Work to be completed:
Repeat the entries below exactly and in full.

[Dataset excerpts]
//! Database operations for the back-office.
//!
//! # Schema: `shop`
//!
//! Shared with the storefront, whose crate owns the migrations. The
//! back-office writes the catalog, coupons, settings and order status, and
//! owns two tables of its own:
//!
//! - `refund` - money returned against an order
//! - `activity_log` - who changed what
//!
//! Sessions live in `tower_sessions.admin_session`, apart from shopper
//! sessions.
//!
//! # Migrations
//!
//! ```bash
//! cargo run -p patra-cli -- migrate
//! ```

pub mod activity;
pub mod catalog;
pub mod coupons;
pub mod dashboard;
pub mod orders;
pub mod profiles;
pub mod refunds;
pub mod settings;

use std::time::Duration;

use secrecy::ExposeSecret;
use sqlx::PgPool;
use sqlx::postgres::PgPoolOptions;
use thiserror::Error;

pub use activity::ActivityRepository;
pub use catalog::CatalogRepository;
pub use coupons::CouponRepository;
pub use orders::OrderRepository;
pub use profiles::ProfileRepository;
pub use settings::SettingsRepository;

/// Errors that can occur during repository operations.
#[derive(Debug, Error)]
pub enum RepositoryError {
    /// Database error from sqlx.
    #[error("database error: {0}")]
    Database(#[from] sqlx::Error),

    /// Data in the database is corrupted or invalid.
    #[error("data corruption: {0}")]
    DataCorruption(String),

    /// Requested entity was not found.
    #[error("not found")]
    NotFound,

    /// Constraint violation (e.g., unique sku).
    #[error("constraint violation: {0}")]
    Conflict(String),
}

/// Map a unique-constraint violation to `Conflict`, everything else to `Database`.
pub(crate) fn conflict_on_unique(e: sqlx::Error, message: &str) -> RepositoryError {
    if let sqlx::Error::Database(ref db_err) = e
        && db_err.is_unique_violation()
    {
        return RepositoryError::Conflict(message.to_owned());
    }
    RepositoryError::Database(e)
}

/// Map a foreign-key violation to `Conflict`, everything else to `Database`.
pub(crate) fn conflict_on_reference(e: sqlx::Error, message: &str) -> RepositoryError {
    if let sqlx::Error::Database(ref db_err) = e
        && db_err.is_foreign_key_violation()
    {
        return RepositoryError::Conflict(message.to_owned());
    }
    RepositoryError::Database(e)
}

/// Create a `PostgreSQL` connection pool with sensible defaults.
///
/// # Errors
///
/// Returns `sqlx::Error` if the connection cannot be established.
pub async fn create_pool(database_url: &secrecy::SecretString) -> Result<PgPool, sqlx::Error> {
    PgPoolOptions::new()
        .max_connections(10)
        .min_connections(2)
        .acquire_timeout(Duration::from_secs(10))
        .connect(database_url.expose_secret())
        .await
}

Final answer:
//! Database operations for the back-office.
//!
//! # Schema: `shop`
//!
//! Shared with the storefront, whose crate owns the migrations. The
//! back-office writes the catalog, coupons, settings and order status, and
//! owns two tables of its own:
//!
//! - `refund` - money returned against an order
//! - `activity_log` - who changed what
//!
//! Sessions live in `tower_sessions.admin_session`, apart from shopper
//! sessions.
//!
//! # Migrations
//!
//! ```bash
//! cargo run -p patra-cli -- migrate
//! ```

pub mod activity;
pub mod catalog;
pub mod coupons;
pub mod dashboard;
pub mod orders;
pub mod profiles;
pub mod refunds;
pub mod settings;

use std::time::Duration;

use secrecy::ExposeSecret;
use sqlx::PgPool;
use sqlx::postgres::PgPoolOptions;
use thiserror::Error;

pub use activity::ActivityRepository;
pub use catalog::CatalogRepository;
pub use coupons::CouponRepository;
pub use orders::OrderRepository;
pub use profiles::ProfileRepository;
pub use settings::SettingsRepository;

/// Errors that can occur during repository operations.
#[derive(Debug, Error)]
pub enum RepositoryError {
    /// Database error from sqlx.
    #[error("database error: {0}")]
    Database(#[from] sqlx::Error),

    /// Data in the database is corrupted or invalid.
    #[error("data corruption: {0}")]
    DataCorruption(String),

    /// Requested entity was not found.
    #[error("not found")]
    NotFound,

    /// Constraint violation (e.g., unique sku).
    #[error("constraint violation: {0}")]
    Conflict(String),
}

/// Map a unique-constraint violation to `Conflict`, everything else to `Database`.
pub(crate) fn conflict_on_unique(e: sqlx::Error, message: &str) -> RepositoryError {
    if let sqlx::Error::Database(ref db_err) = e
        && db_err.is_unique_violation()
    {
        return RepositoryError::Conflict(message.to_owned());
    }
    RepositoryError::Database(e)
}

/// Map a foreign-key violation to `Conflict`, everything else to `Database`.
pub(crate) fn conflict_on_reference(e: sqlx::Error, message: &str) -> RepositoryError {
    if let sqlx::Error::Database(ref db_err) = e
        && db_err.is_foreign_key_violation()
    {
        return RepositoryError::Conflict(message.to_owned());
    }
    RepositoryError::Database(e)
}

/// Create a `PostgreSQL` connection pool with sensible defaults.
///
/// # Errors
///
/// Returns `sqlx::Error` if the connection cannot be established.
pub async fn create_pool(database_url: &secrecy::SecretString) -> Result<PgPool, sqlx::Error> {
    PgPoolOptions::new()
        .max_connections(10)
        .min_connections(2)
        .acquire_timeout(Duration::from_secs(10))
        .connect(database_url.expose_secret())
        .await
}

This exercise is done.